Co-authors on the study include Nicholas Rui and Jim Fuller from Caltech, Dimitri Veras from the University of Warwick, a multinational group of researchers hailing from Italy, Denmark, Turkey, and Australia, as well as astronomers affiliated with the California Planet Search group. Additional co-authors on the study include IfA graduate students Jingwen Zhang and Casey Brinkman, IfA postdoctoral fellows Daniel Hey and Joel Ong, and UH IfA alumni Ashley Chontos, Zachary Claytor, Jamie Tayar, and Lauren Weiss.


W. M. Keck Observatory’s High-Resolution Echelle Spectrometer (HIRES) produces spectra of single objects at very high spectral resolution, yet covering a wide wavelength range.
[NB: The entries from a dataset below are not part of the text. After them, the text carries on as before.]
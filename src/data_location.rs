//! Data location extraction.
//!
//! Works out where the data file of an input item lives: its URL, size,
//! relative path, thumbnail and offline flag. Every accessor follows the
//! same policy: an explicitly supplied value wins, then a value derived
//! from the source, and otherwise [`LocationError::MissingInput`] names
//! what was needed.

use std::path::{Path, PathBuf};

use async_trait::async_trait;
use reqwest::Url;
use thiserror::Error;
use tracing::warn;

use crate::models::{DataLocation, RawValue, ResourceData};
use crate::rules::render_template;
use crate::votable::TapRecord;

#[derive(Debug, Error)]
pub enum LocationError {
    #[error("either an explicit {field} or {fallback} is required")]
    MissingInput {
        field: &'static str,
        fallback: String,
    },
    #[error("could not read size of {path}: {source}")]
    Io {
        path: PathBuf,
        #[source]
        source: std::io::Error,
    },
    #[error("could not probe size of {url}: {reason}")]
    Probe { url: String, reason: String },
    #[error("column {column} has invalid value \"{value}\"")]
    InvalidColumn { column: &'static str, value: String },
    #[error("invalid URL: {0}")]
    InvalidUrl(String),
    #[error("{field} template: {reason}")]
    Template { field: &'static str, reason: String },
}

/// Values supplied by the caller, which always win over derived ones.
#[derive(Debug, Clone, Default, PartialEq)]
pub struct ExplicitLocation {
    pub file_url: Option<String>,
    pub file_size: Option<u64>,
    pub file_path: Option<String>,
    pub thumbnail_url: Option<String>,
    pub offline: bool,
}

/// Dataset-level defaults and recovery policies.
#[derive(Debug, Clone, Default, PartialEq)]
pub struct LocationSettings {
    /// Local directory stripped from file paths.
    pub base_file_path: Option<PathBuf>,
    /// URL file paths are joined to, and stripped from remote URLs.
    pub base_file_url: Option<String>,
    /// Thumbnail URL template, rendered after extraction.
    pub thumbnail_template: Option<String>,
    /// Probe the file URL for its size instead of using the source.
    pub size_from_head: bool,
    /// Size used when a probe fails. Without it, probe failures are errors.
    pub size_probe_fallback: Option<u64>,
    /// Size used when a TAP record has no size column.
    pub missing_file_size: Option<u64>,
    /// File path template used when a TAP record has no file name column.
    pub missing_file_path: Option<String>,
    pub offline: bool,
}

/// Where the data location is derived from.
#[derive(Debug, Clone, Copy)]
pub enum LocationSource<'a> {
    LocalFile(&'a Path),
    Url(&'a str),
    TapRecord(&'a TapRecord),
}

/// Finds the size of a remote file without downloading it.
#[async_trait]
pub trait SizeProbe: Send + Sync {
    async fn content_length(&self, url: &str) -> Result<u64, String>;
}

/// Size probe issuing an HTTP HEAD request.
#[derive(Debug, Clone)]
pub struct HttpSizeProbe {
    client: reqwest::Client,
}

impl HttpSizeProbe {
    pub fn new(client: reqwest::Client) -> Self {
        Self { client }
    }
}

#[async_trait]
impl SizeProbe for HttpSizeProbe {
    async fn content_length(&self, url: &str) -> Result<u64, String> {
        let response = self
            .client
            .head(url)
            .send()
            .await
            .map_err(|e| e.to_string())?;
        if !response.status().is_success() {
            return Err(format!("HTTP {}", response.status()));
        }
        response
            .headers()
            .get(reqwest::header::CONTENT_LENGTH)
            .and_then(|v| v.to_str().ok())
            .and_then(|v| v.trim().parse::<u64>().ok())
            .ok_or_else(|| "no Content-Length header".to_string())
    }
}

/// Strip every leading `.` and `/` character so the path is always relative.
pub fn normalize_file_path(path: &str) -> String {
    path.trim_start_matches(['.', '/']).to_string()
}

/// Resolves the data location of one input item.
pub struct DataLocationExtractor<'a> {
    source: LocationSource<'a>,
    explicit: ExplicitLocation,
    settings: &'a LocationSettings,
    probe: &'a dyn SizeProbe,
}

impl<'a> DataLocationExtractor<'a> {
    pub fn new(
        source: LocationSource<'a>,
        settings: &'a LocationSettings,
        probe: &'a dyn SizeProbe,
    ) -> Self {
        Self {
            source,
            explicit: ExplicitLocation::default(),
            settings,
            probe,
        }
    }

    pub fn with_explicit(mut self, explicit: ExplicitLocation) -> Self {
        self.explicit = explicit;
        self
    }

    pub fn resolve_file_path(&self) -> Result<String, LocationError> {
        if let Some(path) = &self.explicit.file_path {
            return Ok(normalize_file_path(path));
        }
        let path = match self.source {
            LocationSource::LocalFile(local) => {
                let mut path = local.to_string_lossy().to_string();
                if let Some(base) = &self.settings.base_file_path {
                    let absolute = std::path::absolute(local)
                        .map(|p| p.to_string_lossy().to_string())
                        .unwrap_or_else(|_| path.clone());
                    let base = base.to_string_lossy();
                    if let Some(stripped) = absolute.strip_prefix(base.as_ref()) {
                        path = stripped.to_string();
                    }
                }
                path
            }
            LocationSource::Url(url) => {
                let stripped = self
                    .settings
                    .base_file_url
                    .as_deref()
                    .and_then(|base| url.strip_prefix(base));
                match stripped {
                    Some(stripped) => stripped.to_string(),
                    None => {
                        return Err(LocationError::MissingInput {
                            field: "file_path",
                            fallback: format!("a base_file_url that prefixes \"{}\"", url),
                        })
                    }
                }
            }
            LocationSource::TapRecord(record) => match record.get("file_name") {
                Some(RawValue::Text(name)) if !name.is_empty() => name.clone(),
                _ => match &self.settings.missing_file_path {
                    Some(template) => {
                        let path = render_template(template, |name, _| {
                            record
                                .get(name)
                                .filter(|v| !v.is_null())
                                .map(|v| v.to_string())
                                .ok_or_else(|| format!("column {} missing from record", name))
                        })
                        .map_err(|reason| LocationError::Template {
                            field: "missing_file_path",
                            reason,
                        })?;
                        warn!("Setting file path to arbitrary value {}", path);
                        path
                    }
                    None => {
                        return Err(LocationError::MissingInput {
                            field: "file_path",
                            fallback: "a file_name column".to_string(),
                        })
                    }
                },
            },
        };
        Ok(normalize_file_path(&path))
    }

    pub fn resolve_file_url(&self) -> Result<String, LocationError> {
        if let Some(url) = &self.explicit.file_url {
            return Ok(url.clone());
        }
        match self.source {
            LocationSource::LocalFile(_) => {
                let base = self.settings.base_file_url.as_deref().ok_or_else(|| {
                    LocationError::MissingInput {
                        field: "file_url",
                        fallback: "base_file_url".to_string(),
                    }
                })?;
                let base = Url::parse(base).map_err(|e| LocationError::InvalidUrl(e.to_string()))?;
                let joined = base
                    .join(&self.resolve_file_path()?)
                    .map_err(|e| LocationError::InvalidUrl(e.to_string()))?;
                Ok(joined.to_string())
            }
            LocationSource::Url(url) => Ok(url.to_string()),
            LocationSource::TapRecord(record) => match record.get("access_url") {
                Some(RawValue::Text(url)) if !url.is_empty() => Ok(url.clone()),
                _ => Err(LocationError::MissingInput {
                    field: "file_url",
                    fallback: "an access_url column".to_string(),
                }),
            },
        }
    }

    pub async fn resolve_file_size(&self) -> Result<u64, LocationError> {
        if let Some(size) = self.explicit.file_size {
            return Ok(size);
        }
        if self.settings.size_from_head {
            return self.probe_size(&self.resolve_file_url()?).await;
        }
        match self.source {
            LocationSource::LocalFile(path) => std::fs::metadata(path)
                .map(|m| m.len())
                .map_err(|source| LocationError::Io {
                    path: path.to_path_buf(),
                    source,
                }),
            LocationSource::Url(url) => self.probe_size(url).await,
            LocationSource::TapRecord(record) => {
                let size = match record.get("access_estsize") {
                    None | Some(RawValue::Null) => None,
                    Some(value) => Some(size_from_raw(value).ok_or_else(|| {
                        LocationError::InvalidColumn {
                            column: "access_estsize",
                            value: value.to_string(),
                        }
                    })?),
                };
                match (size, self.settings.missing_file_size) {
                    (Some(size), _) => Ok(size),
                    (None, Some(sentinel)) => {
                        warn!("File size is unknown, setting to {}", sentinel);
                        Ok(sentinel)
                    }
                    (None, None) => Err(LocationError::MissingInput {
                        field: "file_size",
                        fallback: "an access_estsize column".to_string(),
                    }),
                }
            }
        }
    }

    async fn probe_size(&self, url: &str) -> Result<u64, LocationError> {
        match self.probe.content_length(url).await {
            Ok(size) => Ok(size),
            Err(reason) => match self.settings.size_probe_fallback {
                Some(fallback) => {
                    warn!(
                        "Could not get size of {} ({}), setting to {}",
                        url, reason, fallback
                    );
                    Ok(fallback)
                }
                None => Err(LocationError::Probe {
                    url: url.to_string(),
                    reason,
                }),
            },
        }
    }

    /// Thumbnail URL supplied explicitly or by the source, before any
    /// template is applied.
    pub fn resolve_thumbnail_url(&self) -> Result<Option<String>, LocationError> {
        if let Some(url) = &self.explicit.thumbnail_url {
            return Ok(Some(url.clone()));
        }
        match self.source {
            LocationSource::LocalFile(_) | LocationSource::Url(_) => Ok(None),
            LocationSource::TapRecord(record) => match record.get("thumbnail_url") {
                Some(RawValue::Text(url)) if !url.is_empty() => Ok(Some(url.clone())),
                Some(_) => Ok(None),
                None if self.settings.thumbnail_template.is_some() => Ok(None),
                None => Err(LocationError::MissingInput {
                    field: "thumbnail_url",
                    fallback: "a thumbnail_url column".to_string(),
                }),
            },
        }
    }

    pub fn resolve_offline(&self) -> bool {
        self.explicit.offline || self.settings.offline
    }

    /// Resolve the full data location. `metadata` feeds the thumbnail
    /// template with the fields of the metadata resource.
    pub async fn resource_data(
        &self,
        metadata: Option<&ResourceData>,
    ) -> Result<DataLocation, LocationError> {
        let file_url = self.resolve_file_url()?;
        let file_path = self.resolve_file_path()?;
        let file_size = self.resolve_file_size().await?;
        let mut thumbnail_url = self.resolve_thumbnail_url()?;

        if self.explicit.thumbnail_url.is_none() {
            if let Some(template) = &self.settings.thumbnail_template {
                let rendered = self
                    .render_thumbnail(template, &file_url, &file_path, thumbnail_url.as_deref(), metadata)
                    .map_err(|reason| LocationError::Template {
                        field: "thumbnail_url",
                        reason,
                    })?;
                thumbnail_url = Some(rendered);
            }
        }

        Ok(DataLocation {
            file_url,
            file_size,
            file_path,
            thumbnail_url,
            offline: self.resolve_offline(),
        })
    }

    fn render_thumbnail(
        &self,
        template: &str,
        file_url: &str,
        file_path: &str,
        source_thumbnail: Option<&str>,
        metadata: Option<&ResourceData>,
    ) -> Result<String, String> {
        let file_name = file_path.rsplit('/').next().unwrap_or(file_path);
        render_template(template, |name, format| {
            let value = match name {
                "file_url" => file_url.to_string(),
                "file_url_stem" => strip_extension(file_url).to_string(),
                "file_path" => file_path.to_string(),
                "file_name" => file_name.to_string(),
                "file_stem" => strip_extension(file_name).to_string(),
                "thumbnail_url" => source_thumbnail.unwrap_or_default().to_string(),
                _ => {
                    if let Some(value) = metadata.and_then(|m| m.get(name)) {
                        value.render(format)?
                    } else if let LocationSource::TapRecord(record) = self.source {
                        record
                            .get(name)
                            .map(|v| v.to_string())
                            .ok_or_else(|| format!("unknown placeholder {}", name))?
                    } else {
                        return Err(format!("unknown placeholder {}", name));
                    }
                }
            };
            Ok(value)
        })
    }
}

/// Drop the final `.ext` of the last path segment, if any.
fn strip_extension(path: &str) -> &str {
    let segment_start = path.rfind('/').map(|i| i + 1).unwrap_or(0);
    match path[segment_start..].rfind('.') {
        Some(dot) if dot > 0 => &path[..segment_start + dot],
        _ => path,
    }
}

fn size_from_raw(value: &RawValue) -> Option<u64> {
    match value {
        RawValue::Integer(n) => u64::try_from(*n).ok(),
        RawValue::Real(x) if x.is_finite() && *x >= 0.0 && x.fract() == 0.0 => Some(*x as u64),
        RawValue::Text(s) => s.trim().parse::<u64>().ok(),
        _ => None,
    }
}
It does this by separating the light into many “stripes” of spectra stacked across a mosaic of three large CCD detectors. HIRES is famous for finding exoplanets. Astronomers also use HIRES to study important astrophysical phenomena like distant galaxies and quasars, and find cosmological clues about the structure of the early universe, just after the Big Bang.


Founded in 1967, the Institute for Astronomy at the University of Hawaiʻi at Mānoa conducts research into galaxies, cosmology, stars, planets, and the sun. Its faculty and staff are also involved in astronomy education, deep space missions, and in the development and management of the observatories on Haleakalā and Maunakea. The Institute operates facilities on the islands of Oahu, Maui, and Hawaiʻi.


The Maunakea Observatories are a collaborative of independent institutions with telescopes located on Maunakea on the island of Hawaiʻi. Together, the Observatories make Maunakea the most scientifically productive site for astronomy world-wide. The Maunakea Observatories include: Canada-France-Hawaii Telescope, international Gemini Observatory, a Program of NSFʻs NOIRLab, James Clerk Maxwell Telescope (EAO), NASA Infrared Telescope Facility, Subaru Telescope, Submillimeter Array, UKIRT Observatory, University of Hawai’i Hilo Educational Telescope, University of Hawai‘i 2.2 Meter Telescope, Very Long Baseline Array, and W. M. Keck Observatory (Keck I and Keck II).